EW: To be totally honest, I struggled with it for quite a while. To be almost 6 feet tall and a size 2/4 is not the natural body shape of most people, certainly not mine. It took competing in a bunch of triathlons and three half Ironman to move my thinking away from obsessing about how my body looked to focusing more on how my body feels. The nutrition element of training and getting stronger and faster was also really eye opening. The whole experience really opened my eyes to how incredible human bodies are and it increased my love, appreciation, and therefore care of my body exponentially. Now I eat what I want when I want. And, to my surprise, I crave healthy foods wayyyy more than I crave stuff like ice cream, french fries, etc.
12ish: When do you feel most confident in your body?
EW: Right after my swim team practice, when I step out of the shower all clean and exfoliated and have almond oil slathered on.
12ish: Favorite dessert when you are going ALL OUT?
EW: I have to put blinders on when I see Ben & Jerry’s mint chocolate chip ice cream… the one with the Oreo type cookies inside. Oh my god, I can eat a pint to myself in one sitting!
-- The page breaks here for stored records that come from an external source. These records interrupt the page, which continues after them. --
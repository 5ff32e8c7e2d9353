//! Terminal output
//!
//! Events produced by the output demultiplexer and consumed by the
//! sticky-footer writer. Each variant is a tagged text payload; the writer
//! owns styling and line discipline.

mod writer;

pub use writer::{FooterSnapshot, Mode, TermWriter};

/// A classified chunk of terminal output
#[derive(Debug, Clone, PartialEq, Eq)]
pub enum Event {
    /// Orchestrator chrome (progress messages)
    Prog(String),
    /// The agent started using a tool
    ToolUse(String),
    /// A tool returned a result
    ToolResult(String),
    /// Review-pipeline output
    Review(String),
    /// Added line inside a diff frame
    DiffAdd(String),
    /// Removed line inside a diff frame
    DiffDel(String),
    /// Context line inside a diff frame
    DiffCtx(String),
    /// `@@ … @@` hunk header
    DiffHunk(String),
    /// Markdown-ish agent prose emitted as a whole line
    Markdown(String),
    /// Visual separator between loop iterations
    IterationSeparator(String),
    /// Raw streamed text; partial lines accumulate until a newline
    StreamingText(String),
}

impl Event {
    /// The text payload of the event
    pub fn text(&self) -> &str {
        match self {
            Self::Prog(t)
            | Self::ToolUse(t)
            | Self::ToolResult(t)
            | Self::Review(t)
            | Self::DiffAdd(t)
            | Self::DiffDel(t)
            | Self::DiffCtx(t)
            | Self::DiffHunk(t)
            | Self::Markdown(t)
            | Self::IterationSeparator(t)
            | Self::StreamingText(t) => t,
        }
    }
}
12ish: Favorite kitchen hack?
EW: I like to wrap fresh herbs in a damp paper towel and store them in some Tupperware in the fridge – it makes them last wayyyy longer (like up to a week!)
12ish: Favorite snack that is secretly healthy?
EW: I make a great homemade granola and eat it with Anita’s vegan coconut yogurt!
12ish: What’s a typical breakfast for you?
EW: Multiple shots of espresso, and my homemade granola with yogurt or eggs and Sriracha.
12ish: Fruit or veg in season that you can’t get enough of?
EW: I’m really excited that ramps are back! Always the first sign of spring and soooo delicious and delicate in flavor.
ELETTRA WIEDEMANN’S 8 MINUTE SALMON WITH LAZY MAN’S “RISOTTO”
– This recipe serves 1 person, double for 2 –
1 FILET OF SALMON
2 HEAPING TBSP HAZELNUTS, CRUSHED & TOASTED
1 TSP OF COCONUT OIL
½ CUP OF ORZO
BIG HANDFUL OF SPINACH
¼ CUP OF PARMESAN + MORE TO TASTE
1 TBSP MASCARPONE
½ – 1 TBS OF OLIVE OIL
½ JUICE FROM A LEMON + LEMON ZEST
SALT AND PEPPER TO TASTE
1. Before you start cooking, remove the salmon filet from the fridge and bring to room temperature. Pat filet with paper towels to remove excess moisture. Set aside.
2. Put water to boil. Place spinach at the bottom of a colander and leave in the sink.
3. Crush up hazelnuts and toast them in a skillet, 2-minutes. Careful not to burn them.
4. Melt the coconut oil in a skillet, over high heat. When oil is melted and hot, place the salmon – skin side down – and turn down heat to medium. Leave cooking for 3-4 minutes then flip over the salmon. Turn off heat and allow the salmon to cook, another 2-3 more minutes (more if you like filet is very thick or if the salmon well cooked).
If your filet is very thick, once you flip it over, keep the heat on for about 1 minute and then turn it off and allow it to continue to cook in the hot pan, another 2-3 minutes. I personally like my salmon on the rare side, but if it’s too rare for you, just turn the heat back onto medium and cook to your liking.
5. Meanwhile, boil the orzo. Drain the orzo over the spinach and shake a few times to ensure water is drained out.
6. In the same pot where the orzo was cooked, combine the orzo, spinach, tablespoon mascarpone, olive oil, parmesan, and lemon juice and very mix well. Add more olive oil, if desired. Add salt and pepper to taste.
7. Spoon orzo onto the serving plate and top off with a salmon filet. Garnish with toasted hazelnuts and some lemon zest. Serve immediately.